Schema Sensing
Schema sensing automatically infers and tracks schema structure from JSON event payloads. This complements the schema registry by discovering schema from data rather than database metadata.
When to Use Schema Sensing
Schema sensing is useful when:
- Source doesn’t provide schema: Some sources emit JSON without metadata
- JSON columns: Database JSON/JSONB columns have dynamic structure
- Schema evolution tracking: Detect when payload structure changes over time
- Downstream integration: Generate JSON Schema for consumers
How It Works
┌──────────────┐ ┌─────────────────┐ ┌──────────────────┐
│ Event │────▶│ Schema Sensor │────▶│ Inferred Schema │
│ Payload │ │ (sampling) │ │ + Fingerprint │
└──────────────┘ └─────────────────┘ └──────────────────┘
│
▼
┌─────────────────┐
│ Structure Cache │
└─────────────────┘
- Observation: Events flow through the sensor during batch processing
- Sampling: Not every event is fully analyzed (configurable rate)
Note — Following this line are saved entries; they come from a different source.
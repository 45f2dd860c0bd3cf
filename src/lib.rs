pub mod audio;
pub mod config;
pub mod error;
pub mod session;

pub use audio::{
    AudioBackend, AudioBackendConfig, AudioBackendFactory, AudioFile, AudioFrame, AudioSource,
    CaptureDevice, ChannelCapture, Frame, SampleBuffer,
};
pub use config::Config;
pub use error::{ConfigWarning, DeviceError, RecorderError};
pub use session::{
    Command, Outcome, RecordingSession, SessionConfig, SessionState, SessionStatus, TrimMarkers,
};
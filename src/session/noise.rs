use crate::audio::Frame;

/// Noise floor of a calibration take: the loudest sample on either
/// channel plus ~11% headroom (`max * 10 / 9`, truncating).
///
/// Zero in, zero out: an all-silent take leaves the session uncalibrated.
pub fn estimate(frames: &[Frame]) -> u32 {
    let max = frames.iter().map(Frame::peak).max().unwrap_or(0);
    max * 10 / 9
}
#[test]
fn test_stopping_room_noise_early_keeps_partial_take() -> Result<()> {
    let temp_dir = TempDir::new()?;
    let mut session = RecordingSession::new(SessionConfig::new(temp_dir.path(), "book"));
    let mut device = ScriptedDevice::new(1000);

    session.handle(Command::StartNoiseCalibration, &mut device, &mut rng())?;
    device.push(&vec![Frame::new(45, 45); 3_000]);
    drain(&mut session, &mut device)?;
    let outcome = session.handle(Command::StopNoiseCalibration, &mut device, &mut rng())?;

    assert!(matches!(
        outcome,
        Outcome::RoomNoiseSaved {
            noise_floor: 50,
            ..
        }
    ));
    let (_, frames) = wav::decode(session.config().room_noise_path())?;
    assert_eq!(frames, 3_000);

    Ok(())
}

#[test]
fn test_recalibration_resets_noise_floor_until_saved() -> Result<()> {
    let temp_dir = TempDir::new()?;
    let mut session = RecordingSession::new(SessionConfig::new(temp_dir.path(), "book"));
    let mut device = ScriptedDevice::new(4096);
    calibrate(&mut session, &mut device, 90)?;

    session.handle(Command::StartNoiseCalibration, &mut device, &mut rng())?;
    assert_eq!(session.noise_floor(), 0);

    device.push(&vec![Frame::new(180, 0); ROOM_NOISE_FRAMES]);
    drain(&mut session, &mut device)?;
    assert_eq!(session.noise_floor(), 200);

    Ok(())
}

#[test]
fn test_reopen_restores_floor_and_segment_count() -> Result<()> {
    let temp_dir = TempDir::new()?;
    let config = SessionConfig::new(temp_dir.path(), "book");
    let mut device = ScriptedDevice::new(4096);

    let live_floor = {
        let mut session = RecordingSession::new(config.clone());
        calibrate(&mut session, &mut device, 1_234)?;
        record_segment(&mut session, &mut device, &speech_take())?;
        record_segment(&mut session, &mut device, &speech_take())?;
        session.noise_floor()
    };

    // A gap in the numbering ends the scan
    wav::encode(config.segment_path(4), &speech_take(), 48_000)?;

    let session = RecordingSession::reopen(config)?;

    assert_eq!(session.noise_floor(), live_floor);
    assert_eq!(session.segment_count(), 2);
    assert_eq!(session.state(), SessionState::Idle);

    Ok(())
}

#[test]
fn test_reopen_without_room_noise_fails() -> Result<()> {
    let temp_dir = TempDir::new()?;
    let config = SessionConfig::new(temp_dir.path(), "book");
    fs::create_dir_all(&config.dir)?;

    let result = RecordingSession::reopen(config.clone());
    assert!(matches!(result, Err(RecorderError::NoRoomNoise)));

    // `open` falls back to a fresh session instead
    let session = RecordingSession::open(config)?;
    assert_eq!(session.state(), SessionState::ArmedNoCalibration);

    Ok(())
}

#[test]
fn test_quit_saves_running_take() -> Result<()> {
    let temp_dir = TempDir::new()?;
    let mut session = RecordingSession::new(SessionConfig::new(temp_dir.path(), "book"));
    let mut device = ScriptedDevice::new(4096);
    calibrate(&mut session, &mut device, 90)?;

    session.handle(Command::StartSegment, &mut device, &mut rng())?;
    device.push(&speech_take());
    drain(&mut session, &mut device)?;

    let outcome = session.handle(Command::Quit, &mut device, &mut rng())?;

    assert_eq!(outcome, Outcome::Quit);
    assert!(!session.is_recording());
    assert!(session.config().segment_path(1).exists());

    Ok(())
}

#[test]
fn test_failed_write_returns_to_idle() -> Result<()> {
    let temp_dir = TempDir::new()?;
    let mut session = RecordingSession::new(SessionConfig::new(temp_dir.path(), "book"));
    let mut device = ScriptedDevice::new(4096);
    calibrate(&mut session, &mut device, 90)?;

    session.handle(Command::StartSegment, &mut device, &mut rng())?;
    device.push(&speech_take());
    drain(&mut session, &mut device)?;
    fs::remove_dir_all(&session.config().dir)?;

    let result = session.handle(Command::StopSegment, &mut device, &mut rng());

    assert!(matches!(result, Err(RecorderError::Io { .. })));
    assert!(!session.is_recording());
    assert!(session.buffer().is_empty());
    assert!(session.notice().is_some());
    assert_eq!(session.segment_count(), 0, "The failed number is handed back");

    Ok(())
}

#[test]
fn test_status_snapshot() -> Result<()> {
    let temp_dir = TempDir::new()?;
    let mut session = RecordingSession::new(SessionConfig::new(temp_dir.path(), "book"));
    let mut device = ScriptedDevice::new(1000);
    calibrate(&mut session, &mut device, 90)?;

    session.handle(Command::StartSegment, &mut device, &mut rng())?;
    device.push(&vec![Frame::new(3, 3); 2_500]);
    drain(&mut session, &mut device)?;

    let status = session.status();
    assert_eq!(status.name, "book");
    assert_eq!(status.state, SessionState::RecordingSegment);
    assert!(status.recording);
    assert_eq!(status.segment_count, 1);
    assert_eq!(status.noise_floor, 100);
    assert_eq!(status.buffered_frames, 2_500);
    assert_eq!(status.notice.as_deref(), Some("Segment 1"));

    let json = serde_json::to_value(&status)?;
    assert_eq!(json["state"], "RecordingSegment");
    assert_eq!(json["buffered_frames"], 2_500);

    assert_eq!(session.waveform(320).len(), 313, "2500 frames in columns of 8");

    Ok(())
}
- Deep inspection: Nested JSON structures are recursively analyzed
- Fingerprinting: Schema changes are detected via SHA-256 fingerprints
- Caching: Repeated structures skip full analysis for performance
Configuration
Enable schema sensing in your pipeline spec:
spec:
schema_sensing:
enabled: true
# Deep inspection for nested JSON
deep_inspect:
enabled: true
max_depth: 3
max_sample_size: 500
# Sampling configuration
sampling:
warmup_events: 50
sample_rate: 5
structure_cache: true
structure_cache_size: 50
# Output configuration
output:
include_stats: true
Configuration Options
Top Level
| Field | Type | Default | Description |
|---|---|---|---|
enabled | bool | false | Enable schema sensing |
Deep Inspection (deep_inspect)
| Field | Type | Default | Description |
|---|---|---|---|
enabled | bool | false | Enable deep inspection of nested objects |
max_depth | integer | 3 | Maximum nesting depth to analyze |
max_sample_size | integer | 500 | Max events to sample for deep analysis |
Sampling (sampling)
| Field | Type | Default | Description |
|---|---|---|---|
warmup_events | integer | 50 | Events to analyze before sampling kicks in |
sample_rate | integer | 5 | Analyze 1 in N events after warmup |
structure_cache | bool | true | Cache structure hashes for performance |
structure_cache_size | integer | 50 | Max cached structures per table |
Inferred Types
Schema sensing infers these JSON types:
| Type | Description |
|---|---|
null | JSON null value |
boolean | true/false |
integer | Whole numbers |
number | Floating point numbers |
string | Text values |
array | JSON arrays (element types tracked) |
object | Nested objects (fields recursively analyzed) |
For fields with varying types across events, all observed types are recorded.
Schema Evolution
When schema structure changes, the sensor:
- Detects change: Fingerprint differs from previous version
- Increments sequence: Monotonic version number increases
- Logs evolution: Emits structured log with old/new fingerprints
- Updates cache: New structure becomes current
Evolution events are available via the REST API and can trigger alerts.
Stabilization
After observing enough events, a schema “stabilizes”:
- Warmup phase completes
- Structure stops changing
- Sampling rate takes effect
- Cache hit rate increases
Stabilized schemas have stabilized: true in API responses.
API Access
List Inferred Schemas
curl http://localhost:8080/pipelines/my-pipeline/sensing/schemas
Get Schema Details
curl http://localhost:8080/pipelines/my-pipeline/sensing/schemas/orders
Export as JSON Schema
curl http://localhost:8080/pipelines/my-pipeline/sensing/schemas/orders/json-schema
Cache Statistics
curl http://localhost:8080/pipelines/my-pipeline/sensing/stats
Drift Detection
Schema sensing integrates with drift detection to compare:
- Expected schema: From database metadata (schema registry)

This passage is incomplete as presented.